Instructions for the task: Your task is to copy the lines of the data below from the line holding "const MICRODOLLARS_PER_USD: f64" through the line holding "the channel closes.", inclusive, exactly and with nothing added.

----------------------------------------

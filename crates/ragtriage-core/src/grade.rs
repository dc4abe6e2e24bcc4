//! Grade classification, critical-metric warnings and recommendations.

use crate::catalog::MetricCatalog;
use crate::types::{MetricScores, MetricTier, PipelineStage};
use serde::{Deserialize, Serialize};

/// Critical-tier metrics below this value always produce a warning.
pub const DEFAULT_WARNING_FLOOR: f64 = 0.7;

#[derive(Debug, Clone, Copy, Serialize, Deserialize, PartialEq, Eq, PartialOrd, Ord)]
#[serde(rename_all = "lowercase")]
pub enum GradeLevel {
    Critical,
    Poor,
    Fair,
    Good,
    Excellent,
}

impl GradeLevel {
    /// Inclusive lower bounds: 90, 80, 70, 60.
    pub fn from_score(overall: f64) -> Self {
        if overall >= 90.0 {
            GradeLevel::Excellent
        } else if overall >= 80.0 {
            GradeLevel::Good
        } else if overall >= 70.0 {
            GradeLevel::Fair
        } else if overall >= 60.0 {
            GradeLevel::Poor
        } else {
            GradeLevel::Critical
        }
    }

    pub fn label(self) -> &'static str {
        match self {
            GradeLevel::Excellent => "🏆 Excellent",
            GradeLevel::Good => "✅ Good",
            GradeLevel::Fair => "⚠️ Fair",
            GradeLevel::Poor => "🔶 Poor",
            GradeLevel::Critical => "🚨 Critical",
        }
    }

    fn description(self) -> &'static str {
        match self {
            GradeLevel::Excellent => "The pipeline answers accurately and stays grounded in its context.",
            GradeLevel::Good => "The pipeline performs well with minor weaknesses.",
            GradeLevel::Fair => "The pipeline works but shows noticeable quality gaps.",
            GradeLevel::Poor => "The pipeline fails often enough to affect users.",
            GradeLevel::Critical => "The pipeline is not fit for use in its current state.",
        }
    }

    fn lead(self) -> &'static str {
        match self {
            GradeLevel::Excellent => "Keep monitoring for regressions.",
            GradeLevel::Good => "Targeted tuning should lift the score further.",
            GradeLevel::Fair => "Prioritize improvements before wider rollout.",
            GradeLevel::Poor => "Significant rework is needed.",
            GradeLevel::Critical => "Stop and fix fundamental issues before release.",
        }
    }
}

#[derive(Debug, Clone, Serialize, Deserialize, PartialEq)]
#[serde(rename_all = "camelCase")]
pub struct MetricWarning {
    pub metric_id: String,
    pub value: f64,
    pub floor: f64,
    pub message: String,
}

#[derive(Debug, Clone, Serialize, Deserialize, PartialEq)]
pub struct Grade {
    pub level: GradeLevel,
    pub label: String,
    pub description: String,
    pub recommendation: String,
    pub warnings: Vec<MetricWarning>,
}

/// Classify an overall score, flagging weak critical metrics.
pub fn classify(
    catalog: &MetricCatalog,
    overall: f64,
    scores: &MetricScores,
    warning_floor: f64,
) -> Grade {
    let level = GradeLevel::from_score(overall);

    let mut warnings: Vec<MetricWarning> = catalog
        .by_tier(MetricTier::Critical)
        .filter_map(|metric| {
            let value = *scores.get(&metric.id)?;
            (value.is_finite() && value < warning_floor).then(|| MetricWarning {
                metric_id: metric.id.clone(),
                value,
                floor: warning_floor,
                message: format!(
                    "{} is {:.2}, below the {:.2} floor for critical metrics",
                    metric.id, value, warning_floor
                ),
            })
        })
        .collect();
    warnings.sort_by(|a, b| a.metric_id.cmp(&b.metric_id));

    let recommendation = match weaker_stage(catalog, scores, warning_floor) {
        Some((stage, avg)) => format!(
            "{} Focus on the {} stage first (average {:.2}).",
            level.lead(),
            stage.as_str(),
            avg
        ),
        None => format!(
            "{} Neither retrieval nor generation stands out as the weaker stage.",
            level.lead()
        ),
    };

    Grade {
        level,
        label: level.label().to_string(),
        description: level.description().to_string(),
        recommendation,
        warnings,
    }
}

fn stage_average(catalog: &MetricCatalog, scores: &MetricScores, stage: PipelineStage) -> Option<f64> {
    let mut values: Vec<(&str, f64)> = scores
        .iter()
        .filter(|(id, v)| {
            v.is_finite() && catalog.get(id).is_some_and(|m| m.stage == stage)
        })
        .map(|(id, v)| (id.as_str(), *v))
        .collect();
    if values.is_empty() {
        return None;
    }
    values.sort_by(|a, b| a.0.cmp(b.0));
    Some(values.iter().map(|(_, v)| v).sum::<f64>() / values.len() as f64)
}

/// The stage with the lower average, if one can be identified.
fn weaker_stage(
    catalog: &MetricCatalog,
    scores: &MetricScores,
    floor: f64,
) -> Option<(PipelineStage, f64)> {
    let retrieval = stage_average(catalog, scores, PipelineStage::Retrieval);
    let generation = stage_average(catalog, scores, PipelineStage::Generation);
    match (retrieval, generation) {
        (Some(r), Some(g)) if r < g => Some((PipelineStage::Retrieval, r)),
        (Some(_), Some(g)) => Some((PipelineStage::Generation, g)),
        (Some(r), None) if r < floor => Some((PipelineStage::Retrieval, r)),
        (None, Some(g)) if g < floor => Some((PipelineStage::Generation, g)),
        _ => None,
    }
}
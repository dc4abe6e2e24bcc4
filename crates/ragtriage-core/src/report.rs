//! Score report: weighted score plus grade in one presentation-ready value.

use crate::catalog::MetricCatalog;
use crate::error::Result;
use crate::grade::{classify, Grade, MetricWarning};
use crate::scoring::{weighted_score, Reliability};
use crate::types::MetricScores;
use serde::{Deserialize, Serialize};

#[derive(Debug, Clone, Serialize, Deserialize, PartialEq)]
#[serde(rename_all = "camelCase")]
pub struct ScoreReport {
    pub overall: f64,
    pub evaluated_metrics: usize,
    pub grade: Grade,
    pub reliability: Reliability,
    pub warnings: Vec<MetricWarning>,
}

pub fn score_report(
    catalog: &MetricCatalog,
    scores: &MetricScores,
    warning_floor: f64,
) -> Result<ScoreReport> {
    let weighted = weighted_score(catalog, scores)?;
    let grade = classify(catalog, weighted.overall, scores, warning_floor);
    Ok(ScoreReport {
        overall: weighted.overall,
        evaluated_metrics: weighted.evaluated_metrics,
        warnings: grade.warnings.clone(),
        grade,
        reliability: weighted.reliability,
    })
}
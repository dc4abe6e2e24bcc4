//! Unified error types for ragtriage.

use crate::config::ConfigError;
use crate::judge::JudgeError;
use thiserror::Error;

/// Errors surfaced by the scoring, triage and cost components.
///
/// Structural errors (`InsufficientData`, `InvalidSamplingConfig`) indicate
/// misuse and abort the call. Judge failures never show up here: the triage
/// orchestrator recovers them per case (see [`crate::judge::JudgeError`]).
#[derive(Debug, Error)]
pub enum TriageError {
    #[error("insufficient data: no known metric was evaluated")]
    InsufficientData,

    #[error("invalid sampling config: {0}")]
    InvalidSamplingConfig(String),

    /// Recovered per case inside triage; only direct judge callers see it.
    #[error(transparent)]
    JudgeCall(#[from] JudgeError),

    #[error("budget {budget_id} exceeded its hard limit ({percentage_used:.1}% used)")]
    BudgetExceeded {
        budget_id: String,
        percentage_used: f64,
    },

    #[error("evaluation {0} already has a diagnosis summary")]
    AlreadyDiagnosed(String),

    #[error(transparent)]
    Config(#[from] ConfigError),

    #[error("io error: {0}")]
    Io(#[from] std::io::Error),

    #[error("json error: {0}")]
    Json(#[from] serde_json::Error),

    #[error(transparent)]
    Internal(#[from] anyhow::Error),
}

impl TriageError {
    pub fn invalid_sampling(msg: impl Into<String>) -> Self {
        Self::InvalidSamplingConfig(msg.into())
    }

    /// Whether the error is an advisory budget signal rather than a failure.
    pub fn is_advisory(&self) -> bool {
        matches!(self, Self::BudgetExceeded { .. })
    }
}

pub type Result<T> = std::result::Result<T, TriageError>;
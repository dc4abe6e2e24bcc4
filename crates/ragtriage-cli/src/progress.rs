//! Indicatif-based progress display for the triage command.
//!
//! Receives triage events over the broadcast channel and renders a single
//! bar for the judge stage. Everything goes to stderr so stdout stays
//! machine-readable.

use console::style;
use indicatif::{ProgressBar, ProgressStyle};
use parking_lot::Mutex;
use ragtriage_core::TriageEvent;
use std::sync::atomic::{AtomicU64, Ordering};
use std::time::Instant;
use tokio::sync::broadcast;

const MICRODOLLARS_PER_USD: f64 = 1_000_000.0;

pub struct ProgressDisplay {
    bar: Mutex<Option<ProgressBar>>,
    judged: AtomicU64,
    not_analyzed: AtomicU64,
    cost_micros: AtomicU64,
    start_time: Instant,
}

impl Default for ProgressDisplay {
    fn default() -> Self {
        Self::new()
    }
}

impl ProgressDisplay {
    pub fn new() -> Self {
        Self {
            bar: Mutex::new(None),
            judged: AtomicU64::new(0),
            not_analyzed: AtomicU64::new(0),
            cost_micros: AtomicU64::new(0),
            start_time: Instant::now(),
        }
    }

    /// Process events until the run completes or the channel closes.
    pub async fn run(self, mut rx: broadcast::Receiver<TriageEvent>) {
        loop {
            match rx.recv().await {
                Ok(event) => {
                    if self.handle_event(event) {
                        break;
                    }
                }
                Err(broadcast::error::RecvError::Closed) => break,
                Err(broadcast::error::RecvError::Lagged(_)) => continue,
            }
        }
        if let Some(bar) = self.bar.lock().take() {
            bar.finish_and_clear();
        }
    }

    fn println(&self, line: String) {
        match self.bar.lock().as_ref() {
            Some(bar) => bar.println(line),
            None => eprintln!("{line}"),
        }
    }

    fn update_message(&self) {
        let Some(bar) = self.bar.lock().clone() else {
            return;
        };
        let cost = self.cost_micros.load(Ordering::Relaxed) as f64 / MICRODOLLARS_PER_USD;
        bar.set_message(format!(
            "{} {} {} {} {}",
            style("✓").green(),
            style(self.judged.load(Ordering::Relaxed)).green().bold(),
            style("✗").red(),
            style(self.not_analyzed.load(Ordering::Relaxed)).red().bold(),
            style(format!("${cost:.4}")).cyan(),
        ));
    }

    fn advance(&self) {
        if let Some(bar) = self.bar.lock().as_ref() {
            bar.inc(1);
        }
        self.update_message();
    }

    /// Returns true once the run is complete.
    fn handle_event(&self, event: TriageEvent) -> bool {
        match event {
            TriageEvent::TriageStarted {
                evaluation_id,
                total_failed,
            } => {
                eprintln!(
                    "{} Triaging {} ({total_failed} failed cases)",
                    style("→").cyan().bold(),
                    style(&evaluation_id).bold(),
                );
            }

            TriageEvent::HeuristicsCompleted {
                trivial_failures,
                retrieval_failures,
                ambiguous_cases,
            } => {
                eprintln!(
                    "  heuristics: {trivial_failures} trivial, {retrieval_failures} retrieval, {ambiguous_cases} ambiguous"
                );
            }

            TriageEvent::SamplingCompleted {
                ambiguous_cases,
                sampled,
            } => {
                eprintln!("  sampling: {sampled} of {ambiguous_cases} ambiguous cases sent to the judge");
                if sampled > 0 {
                    let bar_style = ProgressStyle::with_template(
                        "{spinner:.green} judge [{bar:30.cyan/blue}] {pos}/{len} {msg}",
                    )
                    .unwrap_or_else(|_| ProgressStyle::default_bar())
                    .progress_chars("█▓▒░  ");
                    let bar = ProgressBar::new(sampled);
                    bar.set_style(bar_style);
                    bar.enable_steady_tick(std::time::Duration::from_millis(100));
                    *self.bar.lock() = Some(bar);
                    self.update_message();
                }
            }

            TriageEvent::CaseJudged { cost_usd, .. } => {
                self.judged.fetch_add(1, Ordering::Relaxed);
                let micros = (cost_usd.max(0.0) * MICRODOLLARS_PER_USD).round() as u64;
                self.cost_micros.fetch_add(micros, Ordering::Relaxed);
                self.advance();
            }

            TriageEvent::CaseNotAnalyzed { case_id, reason } => {
                self.not_analyzed.fetch_add(1, Ordering::Relaxed);
                if reason != "cancelled" {
                    self.println(format!(
                        "{} {case_id}: {reason}",
                        style("✗").red().bold()
                    ));
                }
                self.advance();
            }

            TriageEvent::BudgetAlert { alert } => {
                self.println(format!("{} {}", style("⚠").yellow().bold(), alert.message));
            }

            TriageEvent::TriageCompleted { cancelled, .. } => {
                if let Some(bar) = self.bar.lock().take() {
                    bar.finish_and_clear();
                }
                let status = if cancelled {
                    style("CANCELLED").red().bold()
                } else {
                    style("COMPLETED").green().bold()
                };
                eprintln!(
                    "{} Triage {status} in {:.1}s",
                    style("✓").green().bold(),
                    self.start_time.elapsed().as_secs_f64()
                );
                return true;
            }
        }
        false
    }
}
//! Core library for ragtriage: RAG evaluation scoring and failure triage.
//!
//! - [`catalog`]: the metric catalog (tiers, weights, pipeline stages)
//! - [`scoring`]: weighted overall score and its reliability
//! - [`grade`]: grade classification with critical-metric warnings
//! - [`trend`]: comparison against the previous evaluation
//! - [`triage`]: heuristics, sampling and judge analysis of failed cases
//! - [`judge`]: the judge contract plus an OpenAI-compatible adapter
//! - [`cost`]: cost ledger, budgets and alerts
//! - [`config`]: configuration loading and validation
//! - [`events`]: triage progress events
//! - [`error`]: unified error types
//!
//! # Architecture
//!
//! Scoring, grading and trend comparison are pure functions over an
//! [`types::EvaluationResult`]. Triage is the only stateful component: it
//! owns the outstanding judge calls of a run, charges their cost to a shared
//! [`cost::CostAccountant`], and reports progress over a broadcast channel.

// Foundation modules (no internal dependencies)
pub mod pricing;
pub mod retry;
pub mod types;

// Error and configuration
pub mod config;
pub mod error;

// Pure evaluation logic
pub mod catalog;
pub mod grade;
pub mod report;
pub mod scoring;
pub mod trend;

// Triage and accounting
pub mod cost;
pub mod events;
pub mod judge;
pub mod triage;

pub use catalog::MetricCatalog;
pub use config::{
    load_config, load_config_with_overrides, load_default_config, Config, ConfigOverrides,
};
pub use cost::{Budget, CostAccountant, CostAlert, CostEntry, CostSummary};
pub use error::{Result, TriageError};
pub use events::TriageEvent;
pub use judge::{Judge, JudgeError, JudgeRequest, JudgeVerdict, OpenAiJudge};
pub use report::{score_report, ScoreReport};
pub use triage::FailureTriage;
pub use types::{DiagnosisSummary, EvaluationResult, FailedCase};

----------------------------------------

Written response:
const MICRODOLLARS_PER_USD: f64 = 1_000_000.0;

pub struct ProgressDisplay {
    bar: Mutex<Option<ProgressBar>>,
    judged: AtomicU64,
    not_analyzed: AtomicU64,
    cost_micros: AtomicU64,
    start_time: Instant,
}

impl Default for ProgressDisplay {
    fn default() -> Self {
        Self::new()
    }
}

impl ProgressDisplay {
    pub fn new() -> Self {
        Self {
            bar: Mutex::new(None),
            judged: AtomicU64::new(0),
            not_analyzed: AtomicU64::new(0),
            cost_micros: AtomicU64::new(0),
            start_time: Instant::now(),
        }
    }

    /// Process events until the run completes or the channel closes.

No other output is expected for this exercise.